Brad Konishi, CPA
The Worst Case Scenario
When trying to chart a course of action and analyzing potential outcomes based on actions (or inactions), it's often useful to consider the worst case scenario. If I make a particular choice, what's the worst thing that can happen?
About a year ago, I had a client who had HARPTA withheld. They were mainland residents who owned a rental on Oahu, and wanted to file for an early refund. But they informed me that they had not filed Hawaii income taxes for about 10 years. This is really not that unusual a situation. On the average, about a third of our HARPTA clients who operated rentals will tell us that they didn't file general excise taxes, state income taxes, or both. I informed them that the State would continue to hold on to HARPTA until they were caught up with all of their Hawaii tax filings.
On occasion, we'll come across a client who has many years of tax returns to complete, and when faced with the daunting task of having to file a lot of past due returns, and possibly pay transient, general excise, and income tax, they sometimes wonder..."what would happen if I skip out on the past due tax returns, and just allow Hawaii to keep the HARPTA withholdings?" So if a home seller were to consider this choice, here are the likely outcomes:
The taxpayer has 3 years to claim their HARPTA funds with a tax return or other filing
If the taxpayer were to miss the 3 year filing window to claim a refund, the State is no longer obligated to refund any tax overpayments
So if a home seller were to sell a home in 2018 (due date of 2018 tax return in Hawaii is 4/20/19) and have HARPTA withheld, the refund must be claimed by 4/19/22.

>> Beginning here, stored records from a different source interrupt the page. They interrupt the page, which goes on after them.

fn body_from(bytes: &[u8]) -> DescriptorBody {
    // MAX_BODY covers the largest class-specific body in the model.
    DescriptorBody::from_slice(bytes).unwrap()
}

/// Little-endian byte writer over a caller-provided buffer.
struct Writer<'a> {
    buf: &'a mut [u8],
    pos: usize,
}

impl<'a> Writer<'a> {
    fn new(buf: &'a mut [u8]) -> Self {
        Self { buf, pos: 0 }
    }

    fn put(&mut self, byte: u8) -> Result<(), Error> {
        if self.pos >= self.buf.len() {
            return Err(Error::BufferOverflow);
        }
        self.buf[self.pos] = byte;
        self.pos += 1;
        Ok(())
    }

    fn put_u16(&mut self, value: u16) -> Result<(), Error> {
        let bytes = value.to_le_bytes();
        self.put(bytes[0])?;
        self.put(bytes[1])
    }

    fn put_slice(&mut self, bytes: &[u8]) -> Result<(), Error> {
        for &b in bytes {
            self.put(b)?;
        }
        Ok(())
    }

    fn finish(self) -> usize {
        self.pos
    }
}

/// Standard device descriptor (USB 2.0 §9.6.1).
#[derive(Debug, Clone, Copy, PartialEq, Eq)]
pub struct DeviceDescriptor {
    /// bcdUSB.
    pub usb_release: u16,
    /// 0 = class defined per interface.
    pub device_class: u8,
    pub device_sub_class: u8,
    pub device_protocol: u8,
    pub max_packet_size_0: u8,
    pub vendor_id: u16,
    pub product_id: u16,
    /// bcdDevice.
    pub device_release: u16,
    /// 1-based string descriptor indices.
    pub manufacturer: u8,
    pub product: u8,
    pub serial_number: u8,
    pub num_configurations: u8,
}

impl DeviceDescriptor {
    pub const SIZE: usize = 18;

    pub fn serialize(&self) -> [u8; 18] {
        let usb = self.usb_release.to_le_bytes();
        let vid = self.vendor_id.to_le_bytes();
        let pid = self.product_id.to_le_bytes();
        let rel = self.device_release.to_le_bytes();
        [
            Self::SIZE as u8,
            DT_DEVICE,
            usb[0],
            usb[1],
            self.device_class,
            self.device_sub_class,
            self.device_protocol,
            self.max_packet_size_0,
            vid[0],
            vid[1],
            pid[0],
            pid[1],
            rel[0],
            rel[1],
            self.manufacturer,
            self.product,
            self.serial_number,
            self.num_configurations,
        ]
    }
}

/// A jack's position relative to the USB pipe.
#[derive(Debug, Clone, Copy, PartialEq, Eq)]
pub enum JackKind {
    /// Terminates inside the USB stream.
    Embedded,
    /// Models a physical or virtual connector outside the stream.
    External,
}

impl JackKind {
    fn wire(self) -> u8 {
        match self {
            JackKind::Embedded => 0x01,
            JackKind::External => 0x02,
        }
    }
}

/// One incoming pin of an OUT jack: (source jack, source pin).
#[derive(Debug, Clone, Copy, PartialEq, Eq)]
pub struct JackSource {
    pub jack_id: u8,
    pub source_pin: u8,
}

/// Node of the MIDI streaming interface's directed jack graph.
///
/// Source references model one-directional virtual cables, so every OUT
/// jack may only name jacks declared before it - the graph is acyclic by
/// construction.
#[derive(Debug, Clone, PartialEq, Eq)]
pub enum Jack {
    In {
        kind: JackKind,
        id: u8,
    },
    Out {
        kind: JackKind,
        id: u8,
        sources: Vec<JackSource, MAX_JACK_SOURCES>,
    },
}

impl Jack {
    /// IN jack (MIDI 1.0 Table B-7/B-8).
    pub fn input(kind: JackKind, id: u8) -> Self {
        Jack::In { kind, id }
    }

    /// Single-source OUT jack (MIDI 1.0 Table B-9/B-10).
    pub fn output(kind: JackKind, id: u8, source: JackSource) -> Self {
        Jack::Out {
            kind,
            id,
            sources: Vec::from_slice(&[source]).unwrap(),
        }
    }

    pub fn id(&self) -> u8 {
        match self {
            Jack::In { id, .. } | Jack::Out { id, .. } => *id,
        }
    }

    pub fn kind(&self) -> JackKind {
        match self {
            Jack::In { kind, .. } | Jack::Out { kind, .. } => *kind,
        }
    }

    pub fn encoded_len(&self) -> usize {
        match self {
            Jack::In { .. } => 6,
            Jack::Out { sources, .. } => 7 + 2 * sources.len(),
        }
    }

    fn body(&self) -> DescriptorBody {
        match self {
            Jack::In { kind, id } => body_from(&[MIDI_IN_JACK, kind.wire(), *id, 0x00]),
            Jack::Out { kind, id, sources } => {
                let mut body = body_from(&[MIDI_OUT_JACK, kind.wire(), *id, sources.len() as u8]);
                for source in sources {
                    body.push(source.jack_id).unwrap();
                    body.push(source.source_pin).unwrap();
                }
                body.push(0x00).unwrap(); // iJack
                body
            }
        }
    }
}

/// Class-specific descriptor block attached to an interface.
#[derive(Debug, Clone, PartialEq, Eq)]
pub enum FunctionalBlock {
    /// Audio-control header naming the streaming interfaces it collects
    /// (Audio 1.0 §4.3.2).
    AudioControlHeader {
        /// bcdADC.
        adc_release: u16,
        streaming_interfaces: Vec<u8, MAX_STREAMING_INTERFACES>,
    },
    /// MIDI streaming header plus the jack graph (MIDI 1.0 §B.4.3).
    MidiStreaming {
        /// bcdMSC.
        msc_release: u16,
        jacks: Vec<Jack, MAX_JACKS>,
    },
    /// CDC header, call management, ACM and union descriptors
    /// (CDC 1.1 §5.2.3).
    CdcAcm {
        /// bcdCDC.
        cdc_release: u16,
        call_capabilities: u8,
        acm_capabilities: u8,
        control_interface: u8,
        data_interface: u8,
    },
}

impl FunctionalBlock {
    /// Serialized size of the whole block, all nested descriptors
    /// included. For the header-bearing blocks this is also the value of
    /// their wTotalLength field.
    pub fn encoded_len(&self) -> usize {
        match self {
            FunctionalBlock::AudioControlHeader {
                streaming_interfaces,
                ..
            } => 8 + streaming_interfaces.len(),
            FunctionalBlock::MidiStreaming { jacks, .. } => {
                7 + jacks.iter().map(Jack::encoded_len).sum::<usize>()
            }
            FunctionalBlock::CdcAcm { .. } => 5 + 5 + 4 + 5,
        }
    }

    /// The block as individual CS_INTERFACE descriptor bodies, in
    /// declaration order.
    pub fn descriptors(&self) -> Vec<DescriptorBody, MAX_CLASS_DESCRIPTORS> {
        let mut out: Vec<DescriptorBody, MAX_CLASS_DESCRIPTORS> = Vec::new();
        match self {
            FunctionalBlock::AudioControlHeader {
                adc_release,
                streaming_interfaces,
            } => {
                let total = (self.encoded_len() as u16).to_le_bytes();
                let release = adc_release.to_le_bytes();
                let mut body = body_from(&[
                    AC_HEADER,
                    release[0],
                    release[1],
                    total[0],
                    total[1],
                    streaming_interfaces.len() as u8,
                ]);
                for &number in streaming_interfaces {
                    body.push(number).unwrap();
                }
                out.push(body).unwrap();
            }
            FunctionalBlock::MidiStreaming { msc_release, jacks } => {
                let total = (self.encoded_len() as u16).to_le_bytes();
                let release = msc_release.to_le_bytes();
                out.push(body_from(&[
                    MS_HEADER, release[0], release[1], total[0], total[1],
                ]))
                .unwrap();
                for jack in jacks {
                    out.push(jack.body()).unwrap();
                }
            }
            FunctionalBlock::CdcAcm {
                cdc_release,
                call_capabilities,
                acm_capabilities,
                control_interface,
                data_interface,
            } => {
                let release = cdc_release.to_le_bytes();
                out.push(body_from(&[CDC_TYPE_HEADER, release[0], release[1]]))
                    .unwrap();
                out.push(body_from(&[
                    CDC_TYPE_CALL_MANAGEMENT,
                    *call_capabilities,
                    *data_interface,
                ]))
                .unwrap();
                out.push(body_from(&[CDC_TYPE_ACM, *acm_capabilities]))
                    .unwrap();
                out.push(body_from(&[
                    CDC_TYPE_UNION,
                    *control_interface,
                    *data_interface,
                ]))
                .unwrap();
            }
        }
        out
    }
}

#[derive(Debug, Clone, Copy, PartialEq, Eq)]
pub enum TransferType {
    Bulk,
    Interrupt,
}

impl TransferType {
    fn attributes(self) -> u8 {
        match self {
            TransferType::Bulk => 0x02,
            TransferType::Interrupt => 0x03,
        }
    }
}

/// Standard endpoint descriptor plus the optional class-specific
/// MS_GENERAL block naming the jacks embedded in the pipe.
#[derive(Debug, Clone, PartialEq, Eq)]
pub struct Endpoint {
    /// Wire address: bit 7 set = IN (device-to-host).
    pub address: u8,
    pub transfer: TransferType,
    pub max_packet_size: u16,
    /// Polling interval, meaningful for interrupt endpoints.
    pub interval: u8,
    pub embedded_jacks: Vec<u8, MAX_ENDPOINT_JACKS>,
}

impl Endpoint {
    pub fn bulk(address: u8, max_packet_size: u16, interval: u8) -> Self {
        Self {
            address,
            transfer: TransferType::Bulk,
            max_packet_size,
            interval,
            embedded_jacks: Vec::new(),
        }
    }

    pub fn interrupt(address: u8, max_packet_size: u16, interval: u8) -> Self {
        Self {
            address,
            transfer: TransferType::Interrupt,
            max_packet_size,
            interval,
            embedded_jacks: Vec::new(),
        }
    }

    /// Attach the MS_GENERAL jack association (MIDI 1.0 Table B-12).
    pub fn with_embedded_jack(mut self, jack_id: u8) -> Self {
        self.embedded_jacks.push(jack_id).unwrap();
        self
    }

    pub fn is_in(&self) -> bool {
        self.address & 0x80 != 0
    }

    pub fn encoded_len(&self) -> usize {
        let class = if self.embedded_jacks.is_empty() {
            0
        } else {
            4 + self.embedded_jacks.len()
        };
        7 + class
    }

    /// CS_ENDPOINT body, when the endpoint carries embedded jacks.
    pub fn class_body(&self) -> Option<DescriptorBody> {
        if self.embedded_jacks.is_empty() {
            return None;
        }
        let mut body = body_from(&[MS_GENERAL, self.embedded_jacks.len() as u8]);
        for &id in &self.embedded_jacks {
            body.push(id).unwrap();
        }
        Some(body)
    }
}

If the home seller were to ignore demands from the State to file past due tax returns, and this went on for too long, the window to get a HARPTA refund may close.
There is no statute of limitations for unfiled tax returns. So even if the window to obtain a HARPTA refund closes, the home seller would still be required to file and pay all past due taxes.
So the State would continue to demand all past due taxes and payments, while at the same time, you could lose access to HARPTA being withheld, while also still being required to pay every penny (plus penalties and interest) on the past due tax returns.
I really can't think of any realistic situations where walking away from a scenario like this would be beneficial. Best to just get caught up with all taxes in order to collect HARPTA.